## Data under study
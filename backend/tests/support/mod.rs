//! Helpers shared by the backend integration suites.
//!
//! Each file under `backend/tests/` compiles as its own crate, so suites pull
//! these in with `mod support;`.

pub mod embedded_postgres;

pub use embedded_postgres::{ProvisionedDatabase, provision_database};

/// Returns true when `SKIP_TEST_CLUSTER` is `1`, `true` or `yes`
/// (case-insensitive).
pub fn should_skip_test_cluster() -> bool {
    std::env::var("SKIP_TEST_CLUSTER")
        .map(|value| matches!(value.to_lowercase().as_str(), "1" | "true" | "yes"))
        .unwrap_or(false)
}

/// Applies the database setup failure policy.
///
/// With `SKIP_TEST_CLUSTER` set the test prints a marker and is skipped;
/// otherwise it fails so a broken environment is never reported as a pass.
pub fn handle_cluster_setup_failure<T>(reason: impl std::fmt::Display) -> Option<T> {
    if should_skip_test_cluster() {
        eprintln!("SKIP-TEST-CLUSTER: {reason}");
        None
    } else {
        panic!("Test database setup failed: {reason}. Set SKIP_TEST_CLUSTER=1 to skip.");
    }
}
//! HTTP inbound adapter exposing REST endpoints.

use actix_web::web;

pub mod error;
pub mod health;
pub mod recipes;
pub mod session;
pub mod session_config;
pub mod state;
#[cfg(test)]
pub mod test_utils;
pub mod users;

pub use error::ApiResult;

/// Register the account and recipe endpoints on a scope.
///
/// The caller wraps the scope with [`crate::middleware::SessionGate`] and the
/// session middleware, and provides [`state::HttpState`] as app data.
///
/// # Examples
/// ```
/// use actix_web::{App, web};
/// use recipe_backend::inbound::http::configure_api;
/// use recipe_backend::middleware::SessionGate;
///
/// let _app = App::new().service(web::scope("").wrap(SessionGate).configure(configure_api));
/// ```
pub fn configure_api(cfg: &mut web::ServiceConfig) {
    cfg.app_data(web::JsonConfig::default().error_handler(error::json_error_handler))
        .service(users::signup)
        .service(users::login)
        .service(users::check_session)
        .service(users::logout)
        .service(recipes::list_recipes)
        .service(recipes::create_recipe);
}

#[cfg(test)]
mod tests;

* * *

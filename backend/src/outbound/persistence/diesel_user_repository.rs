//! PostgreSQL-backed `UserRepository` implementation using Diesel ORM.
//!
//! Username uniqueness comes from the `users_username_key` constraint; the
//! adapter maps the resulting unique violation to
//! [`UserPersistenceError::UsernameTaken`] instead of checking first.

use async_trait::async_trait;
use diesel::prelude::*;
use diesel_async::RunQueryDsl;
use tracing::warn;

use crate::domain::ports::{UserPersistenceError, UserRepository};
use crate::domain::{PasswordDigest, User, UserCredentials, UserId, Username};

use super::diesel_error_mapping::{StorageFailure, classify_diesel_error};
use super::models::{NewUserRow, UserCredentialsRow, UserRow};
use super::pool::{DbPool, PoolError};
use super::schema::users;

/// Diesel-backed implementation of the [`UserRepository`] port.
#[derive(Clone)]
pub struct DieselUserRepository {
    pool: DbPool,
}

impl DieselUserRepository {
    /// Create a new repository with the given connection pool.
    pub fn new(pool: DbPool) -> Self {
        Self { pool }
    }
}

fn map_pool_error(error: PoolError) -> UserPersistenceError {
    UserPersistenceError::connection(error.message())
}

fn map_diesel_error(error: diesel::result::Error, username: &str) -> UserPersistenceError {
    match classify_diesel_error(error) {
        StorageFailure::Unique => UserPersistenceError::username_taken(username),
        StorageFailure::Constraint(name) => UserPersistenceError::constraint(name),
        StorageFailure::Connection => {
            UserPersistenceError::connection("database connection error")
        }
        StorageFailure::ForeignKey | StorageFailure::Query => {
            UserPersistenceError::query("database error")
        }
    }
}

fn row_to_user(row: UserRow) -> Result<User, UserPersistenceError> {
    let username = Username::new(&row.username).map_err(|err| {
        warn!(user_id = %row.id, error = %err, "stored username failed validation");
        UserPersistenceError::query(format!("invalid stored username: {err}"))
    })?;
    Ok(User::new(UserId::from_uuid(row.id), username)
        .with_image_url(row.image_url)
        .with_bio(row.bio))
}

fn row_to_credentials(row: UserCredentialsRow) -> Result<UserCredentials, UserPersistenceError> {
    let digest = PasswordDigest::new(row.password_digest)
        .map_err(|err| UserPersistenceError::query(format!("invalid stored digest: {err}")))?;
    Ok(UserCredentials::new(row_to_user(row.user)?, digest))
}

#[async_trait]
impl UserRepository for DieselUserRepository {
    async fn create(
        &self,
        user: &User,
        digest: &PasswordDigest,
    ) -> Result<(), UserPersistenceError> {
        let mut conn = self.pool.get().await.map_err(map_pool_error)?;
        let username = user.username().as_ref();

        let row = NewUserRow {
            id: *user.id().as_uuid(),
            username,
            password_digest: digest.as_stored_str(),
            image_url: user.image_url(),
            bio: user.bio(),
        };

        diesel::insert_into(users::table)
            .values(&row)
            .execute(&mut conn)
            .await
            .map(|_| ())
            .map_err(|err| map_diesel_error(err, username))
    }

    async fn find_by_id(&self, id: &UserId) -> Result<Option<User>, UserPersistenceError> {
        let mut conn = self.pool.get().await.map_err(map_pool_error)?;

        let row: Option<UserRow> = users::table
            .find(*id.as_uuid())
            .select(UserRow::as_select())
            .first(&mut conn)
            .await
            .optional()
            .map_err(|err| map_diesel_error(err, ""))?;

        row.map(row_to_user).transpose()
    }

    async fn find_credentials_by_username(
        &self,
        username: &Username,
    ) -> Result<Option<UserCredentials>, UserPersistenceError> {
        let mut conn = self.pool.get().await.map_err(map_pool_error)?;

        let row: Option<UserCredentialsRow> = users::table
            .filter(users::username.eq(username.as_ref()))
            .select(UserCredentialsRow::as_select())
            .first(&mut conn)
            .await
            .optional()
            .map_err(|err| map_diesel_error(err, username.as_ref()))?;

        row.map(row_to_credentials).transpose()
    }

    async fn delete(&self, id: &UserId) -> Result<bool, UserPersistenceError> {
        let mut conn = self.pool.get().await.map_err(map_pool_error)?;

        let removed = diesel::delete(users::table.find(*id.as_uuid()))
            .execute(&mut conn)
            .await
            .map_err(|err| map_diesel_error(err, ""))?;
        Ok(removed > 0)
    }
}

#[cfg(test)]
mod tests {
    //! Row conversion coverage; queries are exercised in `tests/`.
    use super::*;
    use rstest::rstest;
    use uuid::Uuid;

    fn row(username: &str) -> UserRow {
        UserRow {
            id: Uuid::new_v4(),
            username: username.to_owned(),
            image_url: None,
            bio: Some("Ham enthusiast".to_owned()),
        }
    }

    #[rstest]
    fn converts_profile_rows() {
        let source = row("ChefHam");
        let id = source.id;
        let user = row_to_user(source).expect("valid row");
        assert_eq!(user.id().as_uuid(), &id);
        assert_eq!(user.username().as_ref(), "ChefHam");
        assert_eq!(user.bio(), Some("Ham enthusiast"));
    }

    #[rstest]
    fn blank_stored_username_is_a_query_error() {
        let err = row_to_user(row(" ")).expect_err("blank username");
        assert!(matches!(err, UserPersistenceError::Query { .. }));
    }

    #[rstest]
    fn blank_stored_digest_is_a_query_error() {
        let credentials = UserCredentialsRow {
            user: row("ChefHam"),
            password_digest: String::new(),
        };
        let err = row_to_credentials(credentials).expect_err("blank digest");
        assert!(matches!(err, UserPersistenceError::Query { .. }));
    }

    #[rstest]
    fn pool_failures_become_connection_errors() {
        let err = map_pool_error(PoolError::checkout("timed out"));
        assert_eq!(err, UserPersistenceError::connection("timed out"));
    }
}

---

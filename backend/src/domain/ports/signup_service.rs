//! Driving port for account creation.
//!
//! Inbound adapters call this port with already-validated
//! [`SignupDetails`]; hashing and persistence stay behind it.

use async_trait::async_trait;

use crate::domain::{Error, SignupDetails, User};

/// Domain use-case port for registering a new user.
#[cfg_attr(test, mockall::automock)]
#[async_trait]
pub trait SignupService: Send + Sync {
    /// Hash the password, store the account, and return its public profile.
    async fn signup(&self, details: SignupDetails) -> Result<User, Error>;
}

## Task to carry out
Among the records, how many lines include the string "true"? State the number and add nothing.

## Result of this task
2